IBSCA2 and IBSCA3 employ a combination of the Laplace distribution and VNS method (lines 11 to 14 in Algorithm 2). In detail, these algorithms randomly pick a candidate solution \({x_{i}^{t}}\) at iteration t from the current population of solutions. They then generate a random number r ∈ [0,1] using the Laplace distribution. r is then used as a probability to select one of four operations on the selected candidate solution (swap, insert, inverse, or random mutation), as follows:

$$ x^{t+1}_{i} = \left\{\begin{array}{ll} 0\le r < 0.25\qquad\qquad\qquad\qquad\qquad & \text{Apply swap operator to~} x^{t}_{i}\\ 0.25\le r < 0.5\qquad\qquad\qquad\qquad\qquad& \text{Apply insert operator to~} {x^{t}_{i}}\\ 0.5\le r < 0.75\qquad\qquad\qquad\qquad\qquad & \text{Apply inverse operator to~} {x^{t}_{i}}\\ 0.75\le r < 1.0\qquad\qquad\qquad\qquad\qquad\qquad & \text{Apply random operator to} {~x^{t}_{i}} \end{array}\right. $$
(16)

The swap operator randomly selects two decision variables in the candidate solution (say xi and xj) and then exchanges the values of xi and xj, as illustrated in Fig. 5.

Fig. 5
figure 5

Swap operator between x3 and x6

The insert operator randomly selects two decision variables (say xi and xj) in the candidate solution and then shifts the values between xi+ 1 and xj− 1 down one position, inserting xi into xj− 1, as illustrated in Fig. 6.

Fig. 6
figure 6

Insert operator between x2 and x9

The inverse operator, shown in Fig. 7, randomly selects two decision variables (xi and xj) in the candidate solution and then inverses the order of values from xi to xj.

Fig. 7
figure 7

Inverse operator between x3 and x6

The random operator, shown in Fig. 8, randomly selects a number of decision variables (say p) in the candidate solution and then flips the binary value of each selected decision variable.

Fig. 8
figure 8

Random operator for x3, x6 and x9

4.6 Computational complexity of IBSCA

The purpose of this section is to show the detailed computational complexity of IBSCA. We assume that the cost of any basic vector operation is O(1) and we denoted MaxItr as M.

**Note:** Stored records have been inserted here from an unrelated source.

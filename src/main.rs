//! Service supervisor binary.
//!
//! Runs the HTTP listeners described in a TOML file until SIGINT/SIGTERM or
//! the first listener failure.
//!
//! ```text
//! [shutdown]
//! timeout_secs = 10
//!
//! [[services]]
//! id = "public"
//! bind_address = "0.0.0.0:8080"
//! body = "hello"
//! ```

use std::net::SocketAddr;
use std::path::PathBuf;
use std::process::ExitCode;
use std::sync::Arc;
use std::time::Duration;

use clap::Parser;

use service_supervisor::config::{load_config, SupervisorConfig};
use service_supervisor::observability::init_tracing;
use service_supervisor::{HttpService, Service};

#[derive(Parser)]
#[command(name = "service-supervisor")]
#[command(about = "Run HTTP listeners under a shared lifecycle", long_about = None)]
struct Cli {
    /// Path to the TOML configuration file.
    #[arg(short, long, default_value = "supervisor.toml")]
    config: PathBuf,

    /// Override the shutdown grace period (0 = unbounded).
    #[arg(long)]
    shutdown_timeout_secs: Option<u64>,

    /// Emit JSON logs regardless of the config file.
    #[arg(long)]
    log_json: bool,
}

fn build_services(
    config: &SupervisorConfig,
) -> Result<Vec<Arc<dyn Service>>, Box<dyn std::error::Error>> {
    let mut services: Vec<Arc<dyn Service>> = Vec::with_capacity(config.services.len());
    for service in &config.services {
        let address: SocketAddr = service.bind_address.parse()?;
        services.push(Arc::new(HttpService::fixed_response(
            service.id.clone(),
            address,
            service.body.as_str(),
            Duration::from_secs(service.request_timeout_secs),
        )));
    }
    Ok(services)
}

#[tokio::main]
async fn main() -> Result<ExitCode, Box<dyn std::error::Error>> {
    let cli = Cli::parse();

    let mut config = load_config(&cli.config)?;
    if let Some(secs) = cli.shutdown_timeout_secs {
        config.shutdown.timeout_secs = secs;
    }

    init_tracing(cli.log_json || config.logging.json);

    tracing::info!(
        path = %cli.config.display(),
        services = config.services.len(),
        shutdown_timeout_secs = config.shutdown.timeout_secs,
        "Configuration loaded"
    );

    let services = build_services(&config)?;

    match service_supervisor::run(services, config.options()).await {
        Ok(()) => {
            tracing::info!("Shutdown complete");
            Ok(ExitCode::SUCCESS)
        }
        Err(e) => {
            tracing::error!(
                service = %e.service(),
                phase = %e.phase(),
                error = %e.cause(),
                "Supervisor stopped with error"
            );
            Ok(ExitCode::FAILURE)
        }
    }
}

The computational complexity of IBSCA (Algorithm 2) can be calculated as follows:

  • In Line 1(a), the generation of n/2 candidate solutions using a random generation function requires O(n/2) operations.

  • In Line 1(b), the generation of n/2 opposite candidate solutions using OBL (7) requires O(n/2) operations.

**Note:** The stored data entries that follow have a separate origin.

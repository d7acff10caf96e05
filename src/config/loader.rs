//! Configuration loading from disk.

use std::fs;
use std::path::Path;

use crate::config::schema::SupervisorConfig;
use crate::config::validation::{validate_config, ValidationError};

/// Error type for configuration loading.
#[derive(Debug, thiserror::Error)]
pub enum ConfigError {
    #[error("IO error: {0}")]
    Io(#[from] std::io::Error),
    #[error("Parse error: {0}")]
    Parse(#[from] toml::de::Error),
    #[error("Validation failed: {}", join(.0))]
    Validation(Vec<ValidationError>),
}

fn join(errors: &[ValidationError]) -> String {
    errors
        .iter()
        .map(ToString::to_string)
        .collect::<Vec<_>>()
        .join(", ")
}

/// Parse and validate configuration from TOML text.
pub fn parse_config(content: &str) -> Result<SupervisorConfig, ConfigError> {
    let config: SupervisorConfig = toml::from_str(content)?;
    validate_config(&config).map_err(ConfigError::Validation)?;
    Ok(config)
}

/// Load and validate configuration from a TOML file.
pub fn load_config(path: &Path) -> Result<SupervisorConfig, ConfigError> {
    let content = fs::read_to_string(path)?;
    parse_config(&content)
}
//! Configuration management subsystem.
//!
//! # Data Flow
//! ```text
//! library callers:
//!     Options builder (timeout, log hooks, sink)
//!     → RunConfig (services + options, immutable)
//!     → shared via Arc to all workers
//!
//! binary:
//!     config file (TOML)
//!     → loader.rs (parse & deserialize)
//!     → validation.rs (semantic checks)
//!     → SupervisorConfig → Options + HttpService list
//! ```
//!
//! # Design Decisions
//! - RunConfig is fixed before a run starts and never mutated
//! - Options have no validation error: inapplicable settings are ignored
//! - File fields all have defaults to allow minimal configs

pub mod loader;
pub mod options;
pub mod schema;
pub mod validation;

pub use loader::{load_config, parse_config, ConfigError};
pub use options::{Options, RunConfig};
pub use schema::{HttpServiceConfig, SupervisorConfig};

  • Line 2 requires O(1) operations.

  • The internal operations inside the while loop (lines 3 to 15) are as follows:

    • The number of operations required to evaluate the fitness of the candidate solutions is O(n) operations (Line 4).

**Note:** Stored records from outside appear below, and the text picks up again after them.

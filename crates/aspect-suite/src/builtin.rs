// builtin.rs — Policies and suites compiled into the binary.
//
// Built-ins are addressed as `builtin/<path>`. Lookup ignores case and
// accepts `\` as a separator, so `BUILTIN\aws-baseline.suite` works too.

use aspect_policy::CompilationUnit;

use crate::error::{Result, SuiteError};
use crate::serializer::PolicySuiteSerializer;
use crate::suite::PolicySuite;

const PREFIX: &str = "builtin/";

struct BuiltIn {
    name: &'static str,
    source: &'static str,
}

const POLICIES: &[BuiltIn] = &[
    BuiltIn {
        name: "builtin/aws/s3-no-public-buckets.policy",
        source: include_str!("../builtin/aws/s3-no-public-buckets.policy"),
    },
    BuiltIn {
        name: "builtin/aws/s3-versioning-enabled.policy",
        source: include_str!("../builtin/aws/s3-versioning-enabled.policy"),
    },
    BuiltIn {
        name: "builtin/aws/sg-no-world-ingress.policy",
        source: include_str!("../builtin/aws/sg-no-world-ingress.policy"),
    },
    BuiltIn {
        name: "builtin/aws/route-table-tagged.policy",
        source: include_str!("../builtin/aws/route-table-tagged.policy"),
    },
];

const SUITES: &[BuiltIn] = &[BuiltIn {
    name: "builtin/aws-baseline.suite",
    source: include_str!("../builtin/aws-baseline.suite"),
}];

/// Serves the embedded policies and suites by name.
#[derive(Debug, Clone, Copy, Default)]
pub struct BuiltInPolicyProvider;

impl BuiltInPolicyProvider {
    pub fn new() -> Self {
        Self
    }

    /// True if `name` uses the `builtin/` (or `builtin\`) prefix.
    pub fn is_builtin(name: &str) -> bool {
        normalize(name).starts_with(PREFIX)
    }

    pub fn has_policy(&self, name: &str) -> bool {
        find(POLICIES, name).is_some()
    }

    /// The embedded policy as a compilation unit named by its canonical name.
    pub fn policy(&self, name: &str) -> Result<CompilationUnit> {
        find(POLICIES, name)
            .map(|b| CompilationUnit::from_source(b.name, b.source))
            .ok_or_else(|| SuiteError::UnknownBuiltin {
                what: "policy",
                name: name.to_string(),
            })
    }

    pub fn suite(&self, name: &str) -> Result<PolicySuite> {
        let builtin = find(SUITES, name).ok_or_else(|| SuiteError::UnknownBuiltin {
            what: "policy suite",
            name: name.to_string(),
        })?;
        PolicySuiteSerializer.deserialize(builtin.name, builtin.source)
    }

    pub fn policy_names(&self) -> impl Iterator<Item = &'static str> {
        POLICIES.iter().map(|b| b.name)
    }

    pub fn suite_names(&self) -> impl Iterator<Item = &'static str> {
        SUITES.iter().map(|b| b.name)
    }
}

fn normalize(name: &str) -> String {
    name.trim().replace('\\', "/").to_ascii_lowercase()
}

fn find(table: &'static [BuiltIn], name: &str) -> Option<&'static BuiltIn> {
    let wanted = normalize(name);
    table.iter().find(|b| b.name == wanted)
}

    • Updating the best candidate solution so far (P = X) requires O(n) operations (Line 5).

    • Generating four random numbers requires O(1) operations (Line 6).

    • Updating the candidate solutions using (1) requires O(n) operations (Line 7).

    • Applying the two-step transfer function (Section 4.3) to the updated candidate solutions requires O(n) operations (Line 8).

    • Applying RL to the best solution X requires O(1) operations (Line 9).

    • Applying the two-step transfer function (Section 4.3) to the updated solution using RL requires O(1) operations (Line 10).

    • Selecting a random solution from the current population of solutions (say \({X_{i}^{t}}\)) requires O(1) operations (Line 11).

    • Generating a random number r ∈ [0,1] based on the Laplace distribution requires O(1) operations (Line 12).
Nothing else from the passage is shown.